MATERIAL FOR THE TASK.
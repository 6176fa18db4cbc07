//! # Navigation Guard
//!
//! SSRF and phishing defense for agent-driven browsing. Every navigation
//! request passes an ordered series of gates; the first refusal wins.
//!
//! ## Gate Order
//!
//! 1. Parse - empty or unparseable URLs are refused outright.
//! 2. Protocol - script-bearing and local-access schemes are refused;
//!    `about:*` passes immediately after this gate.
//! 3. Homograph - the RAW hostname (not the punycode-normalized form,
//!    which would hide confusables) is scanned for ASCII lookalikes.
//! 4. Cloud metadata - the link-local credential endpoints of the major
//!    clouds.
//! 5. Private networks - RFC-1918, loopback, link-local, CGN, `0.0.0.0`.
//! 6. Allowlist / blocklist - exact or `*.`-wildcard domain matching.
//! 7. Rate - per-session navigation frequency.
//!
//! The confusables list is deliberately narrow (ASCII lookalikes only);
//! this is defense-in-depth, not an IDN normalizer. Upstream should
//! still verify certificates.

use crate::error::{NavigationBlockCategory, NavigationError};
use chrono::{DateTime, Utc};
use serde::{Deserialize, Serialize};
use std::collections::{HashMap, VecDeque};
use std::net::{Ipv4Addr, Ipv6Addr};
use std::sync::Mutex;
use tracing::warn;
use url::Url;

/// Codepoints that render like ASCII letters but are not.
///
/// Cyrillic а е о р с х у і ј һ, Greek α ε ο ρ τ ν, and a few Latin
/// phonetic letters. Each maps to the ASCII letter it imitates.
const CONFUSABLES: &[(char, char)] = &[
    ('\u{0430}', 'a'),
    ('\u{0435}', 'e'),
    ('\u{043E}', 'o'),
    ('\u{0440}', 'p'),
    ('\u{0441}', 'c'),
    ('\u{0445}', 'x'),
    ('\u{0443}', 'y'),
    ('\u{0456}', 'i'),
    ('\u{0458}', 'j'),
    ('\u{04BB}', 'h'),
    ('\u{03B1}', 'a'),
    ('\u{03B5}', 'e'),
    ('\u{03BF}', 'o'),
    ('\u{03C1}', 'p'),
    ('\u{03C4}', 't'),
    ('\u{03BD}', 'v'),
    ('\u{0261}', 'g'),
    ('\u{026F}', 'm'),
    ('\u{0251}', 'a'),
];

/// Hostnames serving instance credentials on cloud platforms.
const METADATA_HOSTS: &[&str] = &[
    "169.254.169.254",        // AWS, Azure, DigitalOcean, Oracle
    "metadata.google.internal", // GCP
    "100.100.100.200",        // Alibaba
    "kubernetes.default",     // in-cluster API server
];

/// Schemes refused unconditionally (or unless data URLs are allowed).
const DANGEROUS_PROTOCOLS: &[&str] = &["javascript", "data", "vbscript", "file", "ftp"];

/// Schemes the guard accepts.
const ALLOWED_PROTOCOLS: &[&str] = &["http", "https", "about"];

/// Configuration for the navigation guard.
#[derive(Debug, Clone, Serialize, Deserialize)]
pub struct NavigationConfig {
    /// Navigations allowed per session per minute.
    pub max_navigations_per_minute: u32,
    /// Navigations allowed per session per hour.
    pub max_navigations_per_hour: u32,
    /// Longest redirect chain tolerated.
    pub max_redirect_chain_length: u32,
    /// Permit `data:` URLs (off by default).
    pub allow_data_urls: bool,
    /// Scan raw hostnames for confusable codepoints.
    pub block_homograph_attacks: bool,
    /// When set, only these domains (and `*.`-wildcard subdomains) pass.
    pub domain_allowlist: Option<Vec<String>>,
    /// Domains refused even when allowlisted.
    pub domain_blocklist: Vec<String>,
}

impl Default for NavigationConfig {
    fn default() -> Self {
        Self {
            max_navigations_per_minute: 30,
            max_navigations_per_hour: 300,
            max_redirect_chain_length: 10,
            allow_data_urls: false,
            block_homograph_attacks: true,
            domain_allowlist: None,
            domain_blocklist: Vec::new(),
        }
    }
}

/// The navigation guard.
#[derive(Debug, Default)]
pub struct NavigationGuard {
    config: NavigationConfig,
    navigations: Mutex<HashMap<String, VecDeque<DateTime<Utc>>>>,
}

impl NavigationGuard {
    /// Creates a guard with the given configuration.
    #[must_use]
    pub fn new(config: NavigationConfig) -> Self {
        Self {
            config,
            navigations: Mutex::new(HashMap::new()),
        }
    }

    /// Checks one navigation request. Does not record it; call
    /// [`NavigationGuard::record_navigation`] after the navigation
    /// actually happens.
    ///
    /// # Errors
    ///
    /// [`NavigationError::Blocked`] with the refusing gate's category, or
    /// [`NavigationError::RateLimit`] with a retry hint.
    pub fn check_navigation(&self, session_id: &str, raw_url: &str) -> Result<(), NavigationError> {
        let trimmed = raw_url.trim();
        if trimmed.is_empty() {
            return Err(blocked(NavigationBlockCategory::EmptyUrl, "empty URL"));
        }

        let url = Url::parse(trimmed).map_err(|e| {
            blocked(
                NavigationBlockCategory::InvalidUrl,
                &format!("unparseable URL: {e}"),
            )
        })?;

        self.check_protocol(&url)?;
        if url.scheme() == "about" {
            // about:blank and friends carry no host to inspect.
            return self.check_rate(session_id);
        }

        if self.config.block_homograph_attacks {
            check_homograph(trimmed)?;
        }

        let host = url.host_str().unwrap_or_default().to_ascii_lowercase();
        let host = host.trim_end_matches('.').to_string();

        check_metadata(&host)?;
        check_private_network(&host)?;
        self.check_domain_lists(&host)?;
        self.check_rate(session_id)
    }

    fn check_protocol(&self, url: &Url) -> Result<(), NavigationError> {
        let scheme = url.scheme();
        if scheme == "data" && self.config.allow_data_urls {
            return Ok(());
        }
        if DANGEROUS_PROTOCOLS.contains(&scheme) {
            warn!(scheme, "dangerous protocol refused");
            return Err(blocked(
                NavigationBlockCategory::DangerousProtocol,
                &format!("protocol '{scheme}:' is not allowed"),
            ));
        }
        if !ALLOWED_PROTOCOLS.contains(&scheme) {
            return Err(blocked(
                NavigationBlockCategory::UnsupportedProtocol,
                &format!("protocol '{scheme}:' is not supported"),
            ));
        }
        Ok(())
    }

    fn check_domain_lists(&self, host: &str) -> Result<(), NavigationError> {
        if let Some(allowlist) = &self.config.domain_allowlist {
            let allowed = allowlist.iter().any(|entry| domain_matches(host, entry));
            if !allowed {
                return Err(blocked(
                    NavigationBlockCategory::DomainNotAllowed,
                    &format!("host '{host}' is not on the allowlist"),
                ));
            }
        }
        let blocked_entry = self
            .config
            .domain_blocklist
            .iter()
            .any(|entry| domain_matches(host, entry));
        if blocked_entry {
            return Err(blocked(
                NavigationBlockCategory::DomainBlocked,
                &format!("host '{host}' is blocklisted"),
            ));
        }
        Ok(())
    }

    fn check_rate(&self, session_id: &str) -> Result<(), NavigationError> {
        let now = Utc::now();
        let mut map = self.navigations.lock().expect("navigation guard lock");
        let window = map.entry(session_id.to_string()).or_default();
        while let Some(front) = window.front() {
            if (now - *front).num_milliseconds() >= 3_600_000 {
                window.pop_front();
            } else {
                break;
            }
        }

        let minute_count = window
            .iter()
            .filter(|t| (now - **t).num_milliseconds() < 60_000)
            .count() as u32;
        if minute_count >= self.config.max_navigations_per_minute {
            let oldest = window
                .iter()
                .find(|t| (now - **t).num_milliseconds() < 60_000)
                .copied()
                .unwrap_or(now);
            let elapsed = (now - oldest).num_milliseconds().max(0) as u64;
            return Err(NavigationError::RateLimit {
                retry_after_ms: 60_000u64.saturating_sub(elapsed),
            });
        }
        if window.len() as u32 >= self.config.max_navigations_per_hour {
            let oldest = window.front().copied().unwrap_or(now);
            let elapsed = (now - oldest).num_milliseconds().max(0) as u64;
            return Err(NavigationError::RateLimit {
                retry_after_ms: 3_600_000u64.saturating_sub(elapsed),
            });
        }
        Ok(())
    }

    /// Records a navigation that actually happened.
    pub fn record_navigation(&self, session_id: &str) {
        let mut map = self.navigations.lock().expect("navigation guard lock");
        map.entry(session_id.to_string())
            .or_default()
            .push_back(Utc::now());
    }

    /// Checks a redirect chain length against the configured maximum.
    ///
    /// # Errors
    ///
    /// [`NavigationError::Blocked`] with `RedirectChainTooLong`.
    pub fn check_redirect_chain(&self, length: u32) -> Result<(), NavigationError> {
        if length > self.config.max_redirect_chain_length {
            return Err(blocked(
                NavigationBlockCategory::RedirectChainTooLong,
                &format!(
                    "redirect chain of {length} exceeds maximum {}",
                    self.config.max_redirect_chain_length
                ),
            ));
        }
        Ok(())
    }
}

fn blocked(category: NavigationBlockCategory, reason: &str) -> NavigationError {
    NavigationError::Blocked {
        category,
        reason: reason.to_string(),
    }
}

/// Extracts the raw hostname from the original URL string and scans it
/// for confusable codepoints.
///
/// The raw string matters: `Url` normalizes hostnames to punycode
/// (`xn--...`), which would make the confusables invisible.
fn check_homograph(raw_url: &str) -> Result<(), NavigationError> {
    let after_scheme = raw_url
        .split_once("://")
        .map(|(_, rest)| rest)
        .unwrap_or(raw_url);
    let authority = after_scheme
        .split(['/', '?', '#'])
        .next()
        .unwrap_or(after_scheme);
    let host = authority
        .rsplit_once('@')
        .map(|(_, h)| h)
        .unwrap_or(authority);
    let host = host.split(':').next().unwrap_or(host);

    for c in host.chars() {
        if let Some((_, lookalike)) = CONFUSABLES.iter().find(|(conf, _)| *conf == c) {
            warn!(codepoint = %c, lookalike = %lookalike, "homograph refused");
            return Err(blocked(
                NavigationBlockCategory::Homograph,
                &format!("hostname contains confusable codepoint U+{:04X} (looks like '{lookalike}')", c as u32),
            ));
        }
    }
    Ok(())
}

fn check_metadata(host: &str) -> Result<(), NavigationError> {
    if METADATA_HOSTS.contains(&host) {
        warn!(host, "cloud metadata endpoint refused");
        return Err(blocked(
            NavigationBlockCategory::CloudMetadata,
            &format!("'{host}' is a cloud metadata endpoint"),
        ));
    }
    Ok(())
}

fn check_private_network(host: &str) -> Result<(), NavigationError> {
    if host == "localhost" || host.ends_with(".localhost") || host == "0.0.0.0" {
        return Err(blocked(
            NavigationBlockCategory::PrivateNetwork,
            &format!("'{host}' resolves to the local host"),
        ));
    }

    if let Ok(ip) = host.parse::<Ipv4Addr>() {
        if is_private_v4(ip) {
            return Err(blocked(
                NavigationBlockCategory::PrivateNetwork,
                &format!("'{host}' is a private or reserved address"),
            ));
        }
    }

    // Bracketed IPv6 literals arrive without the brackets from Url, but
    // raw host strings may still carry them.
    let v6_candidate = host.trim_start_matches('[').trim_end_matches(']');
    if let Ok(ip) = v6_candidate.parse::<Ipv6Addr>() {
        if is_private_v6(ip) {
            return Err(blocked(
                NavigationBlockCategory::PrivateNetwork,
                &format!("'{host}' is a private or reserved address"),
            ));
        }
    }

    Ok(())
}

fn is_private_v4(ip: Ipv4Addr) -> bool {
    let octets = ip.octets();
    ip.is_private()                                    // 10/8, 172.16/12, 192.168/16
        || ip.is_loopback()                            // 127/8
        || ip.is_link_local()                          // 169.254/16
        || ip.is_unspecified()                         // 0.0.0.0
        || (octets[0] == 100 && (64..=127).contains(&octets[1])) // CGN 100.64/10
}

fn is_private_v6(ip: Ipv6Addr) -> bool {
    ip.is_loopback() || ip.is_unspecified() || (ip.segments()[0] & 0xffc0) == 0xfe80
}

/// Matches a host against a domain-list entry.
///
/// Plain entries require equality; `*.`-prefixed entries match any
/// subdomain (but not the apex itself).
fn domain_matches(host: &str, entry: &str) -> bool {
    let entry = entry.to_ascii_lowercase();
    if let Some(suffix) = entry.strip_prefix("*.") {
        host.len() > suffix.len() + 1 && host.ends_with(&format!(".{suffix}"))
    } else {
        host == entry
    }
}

ASSIGNMENT.
Of the lines above, extract only those from the line with "if let Some(allowlist)" to the line with "if window.len() as", both included, exactly as written.

EXPECTED ANSWER.
        if let Some(allowlist) = &self.config.domain_allowlist {
            let allowed = allowlist.iter().any(|entry| domain_matches(host, entry));
            if !allowed {
                return Err(blocked(
                    NavigationBlockCategory::DomainNotAllowed,
                    &format!("host '{host}' is not on the allowlist"),
                ));
            }
        }
        let blocked_entry = self
            .config
            .domain_blocklist
            .iter()
            .any(|entry| domain_matches(host, entry));
        if blocked_entry {
            return Err(blocked(
                NavigationBlockCategory::DomainBlocked,
                &format!("host '{host}' is blocklisted"),
            ));
        }
        Ok(())
    }

    fn check_rate(&self, session_id: &str) -> Result<(), NavigationError> {
        let now = Utc::now();
        let mut map = self.navigations.lock().expect("navigation guard lock");
        let window = map.entry(session_id.to_string()).or_default();
        while let Some(front) = window.front() {
            if (now - *front).num_milliseconds() >= 3_600_000 {
                window.pop_front();
            } else {
                break;
            }
        }

        let minute_count = window
            .iter()
            .filter(|t| (now - **t).num_milliseconds() < 60_000)
            .count() as u32;
        if minute_count >= self.config.max_navigations_per_minute {
            let oldest = window
                .iter()
                .find(|t| (now - **t).num_milliseconds() < 60_000)
                .copied()
                .unwrap_or(now);
            let elapsed = (now - oldest).num_milliseconds().max(0) as u64;
            return Err(NavigationError::RateLimit {
                retry_after_ms: 60_000u64.saturating_sub(elapsed),
            });
        }
        if window.len() as u32 >= self.config.max_navigations_per_hour {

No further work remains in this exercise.